Last week, days before the end of Chairman Miscimarra’s term, the Board issued the first of a number of anticipated decisions as employers had hoped. In University of Pittsburgh Medical Center “UPMC,”2 the Board held that Administrative Law Judges (ALJs) may approve partial settlement proposals despite the General Counsel/Region and the charging party’s objections to the agreement, in a return to pre-Obama precedent. In UPMC, after the ALJ severed the issue of whether UPMC was a single employer from the unfair labor practice allegations filed against one of its hospitals, UPMC moved to dismiss the single employer allegations and, at the same time, offered to guarantee the performance by it hospital of any ultimate remedial aspects of the ALJ’s decision and order related to the unfair labor practice allegations. The ALJ accepted the offer and granted the partial motion to dismiss, despite objections from both the General Counsel and charging party. In its decision, the Board expressly overturned the 2016 decision of U.S. Postal Service,3 in which it had held that ALJs could not accept offered settlement terms over an objection by the General Counsel and/or charging party unless the offer was a “full remedy.” In overturning U.S. Postal Service, the Board returned to the previous precedent of Independent Stave,4 which required the ALJ to weigh and assess multiple factors when deciding whether to accept a proposed partial settlement, including the reasonableness of the proposal. Pursuant to this analysis, UPMC’s offer was held to be reasonable and the single employer claim dismissed. Practically, this means that the General Counsel and charging parties will no longer be able to veto the partial settlement of a charge and insist on full remedies and complete resolution when the ALJ concludes that the employer’s proposed settlement is reasonable.

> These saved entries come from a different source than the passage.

//! Frame-stepping playback clock.
//!
//! The host owns the timer; it asks for [`PlaybackClock::tick_interval`] and
//! calls [`PlaybackClock::tick`] on each expiry, or feeds wall time through
//! [`PlaybackClock::advance_by_elapsed`].

use std::time::Duration;

use serde::Serialize;
use thiserror::Error;
use timeseries::Frame;

pub const FALLBACK_FPS: f64 = 30.0;

#[derive(Debug, Error, PartialEq, Eq)]
pub enum PlaybackError {
    #[error("frame {frame} is outside 0..{total}")]
    FrameOutOfRange { frame: Frame, total: usize },
}

#[derive(Debug, Clone, Copy, PartialEq, Eq, Serialize)]
pub enum PlayState {
    Stopped,
    Playing,
}

#[derive(Debug, Clone, PartialEq, Serialize)]
pub struct PlaybackClock {
    fps: f64,
    total_frames: usize,
    current: Frame,
    state: PlayState,
    /// Wall time not yet turned into frames.
    carry: f64,
}

impl PlaybackClock {
    pub fn new(fps: f64, total_frames: usize) -> Self {
        let fps = if fps.is_finite() && fps > 0.0 { fps } else { FALLBACK_FPS };
        Self { fps, total_frames, current: 0, state: PlayState::Stopped, carry: 0.0 }
    }

    pub fn fps(&self) -> f64 { self.fps }
    pub fn total_frames(&self) -> usize { self.total_frames }
    pub fn current_frame(&self) -> Frame { self.current }
    pub fn state(&self) -> PlayState { self.state }
    pub fn is_playing(&self) -> bool { self.state == PlayState::Playing }

    pub fn tick_interval(&self) -> Duration { Duration::from_millis((1000.0 / self.fps) as u64) }

    pub fn play(&mut self) {
        if self.total_frames == 0 {
            return;
        }
        self.carry = 0.0;
        self.state = PlayState::Playing;
    }

    pub fn pause(&mut self) {
        self.carry = 0.0;
        self.state = PlayState::Stopped;
    }

    pub fn toggle(&mut self) {
        if self.is_playing() { self.pause() } else { self.play() }
    }

    /// Advances one frame while playing. Reaching the last frame stops the
    /// clock; returns whether the frame changed.
    pub fn tick(&mut self) -> bool {
        if !self.is_playing() {
            return false;
        }
        if self.current + 1 < self.total_frames {
            self.current += 1;
            true
        } else {
            self.pause();
            false
        }
    }

    /// Converts elapsed wall time into whole-frame ticks, keeping the
    /// remainder for the next call. Returns the number of frames advanced.
    pub fn advance_by_elapsed(&mut self, elapsed: Duration) -> usize {
        if !self.is_playing() {
            return 0;
        }
        self.carry += elapsed.as_secs_f64();
        let due = (self.carry * self.fps + 1e-9).floor() as usize;
        self.carry = (self.carry - due as f64 / self.fps).max(0.0);
        let mut advanced = 0;
        for _ in 0..due {
            if !self.tick() {
                break;
            }
            advanced += 1;
        }
        advanced
    }

    /// Jumps to `frame` and pauses.
    pub fn seek(&mut self, frame: Frame) -> Result<(), PlaybackError> {
        if frame >= self.total_frames {
            return Err(PlaybackError::FrameOutOfRange { frame, total: self.total_frames });
        }
        self.current = frame;
        self.pause();
        Ok(())
    }

    pub fn current_time(&self) -> f64 { self.current as f64 / self.fps }

    pub fn total_time(&self) -> f64 { self.total_frames as f64 / self.fps }

    pub fn time_label(&self) -> String { format!("{:.2} / {:.2}", self.current_time(), self.total_time()) }
}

Then, one day after the UPMC decision was issued, the Board issued a News Release announcing that it had had approved a Request for Information to be published in the Federal Register on December 14, 2017, seeking public input on the Board’s 2014 “quickie” election rule, which modified the representation election procedures.5 The Release noted that the Board’s three Republican majority members had approved the Request for Information, while Democrats Mark Gaston Pearce and Lauren McFerran had dissented.

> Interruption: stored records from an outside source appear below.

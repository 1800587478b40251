//! Motion trail geometry for the selected marker.

use timeseries::{Frame, FramePoint, MarkerSeries};

#[derive(Debug, Clone, Copy, PartialEq)]
pub struct TrailSegment {
    pub from: FramePoint,
    pub to: FramePoint,
    /// Frame index of `from`.
    pub frame: Frame,
    /// 0 for the oldest segment of a full window, rising towards 255.
    pub intensity: u8,
}

/// Frames `[start, frame)` covered by a trail of at most `max_len` frames.
fn window(frame: Frame, max_len: usize) -> (Frame, usize) {
    let len = max_len.min(frame);
    (frame - len, len)
}

fn intensity(i: Frame, start: Frame, len: usize) -> u8 {
    (255 * (i - start) / len.max(1)).min(255) as u8
}

/// Segments `i → i+1` over the trailing window, skipping any with an
/// undetected endpoint.
pub fn absolute_trail(series: &MarkerSeries, frame: Frame, max_len: usize) -> Vec<TrailSegment> {
    let (start, len) = window(frame, max_len);
    (start..frame)
        .filter_map(|i| {
            let from = series.position(i)?;
            let to = series.position(i + 1)?;
            Some(TrailSegment { from, to, frame: i, intensity: intensity(i, start, len) })
        })
        .collect()
}

/// The same window as [`absolute_trail`], with each historical position
/// moved by the reference marker's displacement between that frame and
/// `frame`. Empty unless the reference is detected at `frame`.
pub fn relative_trail(
    series: &MarkerSeries,
    reference: &MarkerSeries,
    frame: Frame,
    max_len: usize,
) -> Vec<TrailSegment> {
    let Some(anchor) = reference.position(frame) else { return Vec::new() };
    if series.is_empty() {
        return Vec::new();
    }
    let recentre = |i: Frame| -> Option<FramePoint> {
        let p = series.position_clamped(i)?;
        let r = reference.position_clamped(i)?;
        Some(FramePoint::new(p.x - r.x + anchor.x, p.y - r.y + anchor.y))
    };
    let (start, len) = window(frame, max_len);
    let last = series.len() - 1;
    (start..frame)
        .filter_map(|i| {
            let from = recentre(i)?;
            let to = recentre((i + 1).min(last))?;
            Some(TrailSegment { from, to, frame: i, intensity: intensity(i, start, len) })
        })
        .collect()
}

The Request for Information specifically seeks responses to the following questions:
While the quickie election rule generated much controversy and criticism from management-side practitioners who considered the rule a “pro-union” measure, the rule has had a limited impact on the union win rate, likely as a result of employers being better prepared in advance of petition filing. In total, for fiscal year 2017, which ended September 30, 2017, 1,391 elections were held, resulting in a total union win percentage of 65%. This is a not a significant change from the pre-quickie election rule statistics of 1,453 elections with a 63% union win percentage in FY 2014, despite the median number of days from petition to election dropping from 38 days in FY 2013 and 2014, to 23 days in FY 2016.6 Still, the quickie election rule has created additional burdens for employers, and many will be encouraged by the Board’s decision to revisit them.
These changes to Obama-era precedent were anticipated upon President Donald Trump’s election. However, additional reversals may be curtailed until the spring of 2018, by which time Miscimarra’s replacement will hopefully be confirmed.

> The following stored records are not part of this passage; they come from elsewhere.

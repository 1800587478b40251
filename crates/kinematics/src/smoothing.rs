//! Numerical differentiation and Savitzky-Golay smoothing.

use thiserror::Error;

#[derive(Debug, Error, PartialEq)]
pub enum FilterError {
    #[error("window length {0} must be odd and at least 1")]
    EvenWindow(usize),
    #[error("polynomial degree {degree} must be smaller than window length {window}")]
    DegreeTooHigh { window: usize, degree: usize },
}

/// Gradient with centred differences in the interior and one-sided
/// differences at both ends.
///
/// NaN marks a gap. A gap sample has no derivative, and its neighbours fall
/// back to the one-sided difference away from it. A sample with gaps on both
/// sides has none either.
pub fn gradient(values: &[f64], dt: f64) -> Vec<f64> {
    if let [v] = values {
        return vec![if v.is_nan() { f64::NAN } else { 0.0 }];
    }
    let known = |i: usize| values.get(i).copied().filter(|v| !v.is_nan());
    (0..values.len())
        .map(|i| {
            let Some(here) = known(i) else { return f64::NAN };
            match (i.checked_sub(1).and_then(known), known(i + 1)) {
                (Some(before), Some(after)) => (after - before) / (2.0 * dt),
                (None, Some(after)) => (after - here) / dt,
                (Some(before), None) => (here - before) / dt,
                (None, None) => f64::NAN,
            }
        })
        .collect()
}

/// Local least-squares polynomial smoother.
///
/// The first and last half-windows are evaluated on the polynomial fitted to
/// the first and last full window, so any polynomial of degree `<= degree`
/// passes through unchanged.
#[derive(Debug, Clone)]
pub struct SavitzkyGolay {
    window: usize,
    degree: usize,
    // (degree + 1) x window: maps window samples to polynomial coefficients
    projection: Vec<Vec<f64>>,
    center: Vec<f64>,
}

impl SavitzkyGolay {
    pub fn new(window: usize, degree: usize) -> Result<Self, FilterError> {
        if window % 2 == 0 {
            return Err(FilterError::EvenWindow(window));
        }
        if degree >= window {
            return Err(FilterError::DegreeTooHigh { window, degree });
        }
        let projection = least_squares_projection(window, degree);
        let mut filter = Self { window, degree, projection, center: Vec::new() };
        filter.center = filter.weights_at(0.0);
        Ok(filter)
    }

    pub fn window(&self) -> usize { self.window }

    pub fn degree(&self) -> usize { self.degree }

    /// Identity when the signal is not longer than the window.
    pub fn apply(&self, signal: &[f64]) -> Vec<f64> {
        let n = signal.len();
        let w = self.window;
        if n <= w {
            return signal.to_vec();
        }
        let half = w / 2;
        let mut out = vec![0.0; n];

        for i in half..n - half {
            out[i] = dot(&self.center, &signal[i - half..i + half + 1]);
        }

        let head = &signal[..w];
        let tail = &signal[n - w..];
        for i in 0..half {
            out[i] = dot(&self.weights_at(i as f64 - half as f64), head);
            let j = n - half + i;
            out[j] = dot(&self.weights_at((i + 1) as f64), tail);
        }
        out
    }

    /// Weights that evaluate the fitted polynomial at offset `t` from the
    /// window centre.
    fn weights_at(&self, t: f64) -> Vec<f64> {
        let mut weights = vec![0.0; self.window];
        let mut power = 1.0;
        for row in &self.projection {
            for (w, p) in weights.iter_mut().zip(row) {
                *w += power * p;
            }
            power *= t;
        }
        weights
    }
}

fn dot(a: &[f64], b: &[f64]) -> f64 { a.iter().zip(b).map(|(x, y)| x * y).sum() }

/// Solves `(AᵀA) P = Aᵀ` for the Vandermonde matrix `A` of the centred
/// window positions, by Gauss-Jordan elimination with partial pivoting.
fn least_squares_projection(window: usize, degree: usize) -> Vec<Vec<f64>> {
    let m = degree + 1;
    let half = (window / 2) as f64;
    let xs: Vec<f64> = (0..window).map(|i| i as f64 - half).collect();

    // augmented [AᵀA | Aᵀ]
    let mut aug: Vec<Vec<f64>> = (0..m)
        .map(|r| {
            let mut row: Vec<f64> = (0..m).map(|c| xs.iter().map(|x| x.powi((r + c) as i32)).sum()).collect();
            row.extend(xs.iter().map(|x| x.powi(r as i32)));
            row
        })
        .collect();

    for col in 0..m {
        let pivot = (col..m)
            .max_by(|&a, &b| aug[a][col].abs().total_cmp(&aug[b][col].abs()))
            .unwrap_or(col);
        aug.swap(col, pivot);
        let p = aug[col][col];
        for v in aug[col].iter_mut() {
            *v /= p;
        }
        let pivot_row = aug[col].clone();
        for (r, row) in aug.iter_mut().enumerate() {
            let factor = row[col];
            if r == col || factor == 0.0 { continue; }
            for (v, p) in row.iter_mut().zip(&pivot_row) {
                *v -= factor * p;
            }
        }
    }

    aug.into_iter().map(|row| row[m..].to_vec()).collect()
}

1 See Michael J. Lotito et al., With the Election (Mercifully) Behind Us, What Will a Trump Administration Mean for Employers?, Littler Report (Nov. 9, 2016).
2 365 NLRB No. 154 (2017).
3 364 NLRB No. 116 (2017).
4 287 NLRB 740 (1987).
5 See Alan I. Model and Jason J. Silver, The NLRB Issues its Long-Anticipated "Quickie Election" Rule, Making Union Organizing Faster and Easier, Littler Insight (Dec. 15, 2014).
6 General Counsel’s March 2017 Report on the Midwinter Meeting of the American Bar Association, Memorandum GC 1-02. Similarly, the number of days between petition and election in contested cases dropped from 59 days in FY 2013 and 2014 to 35 days in FY 2016. Id.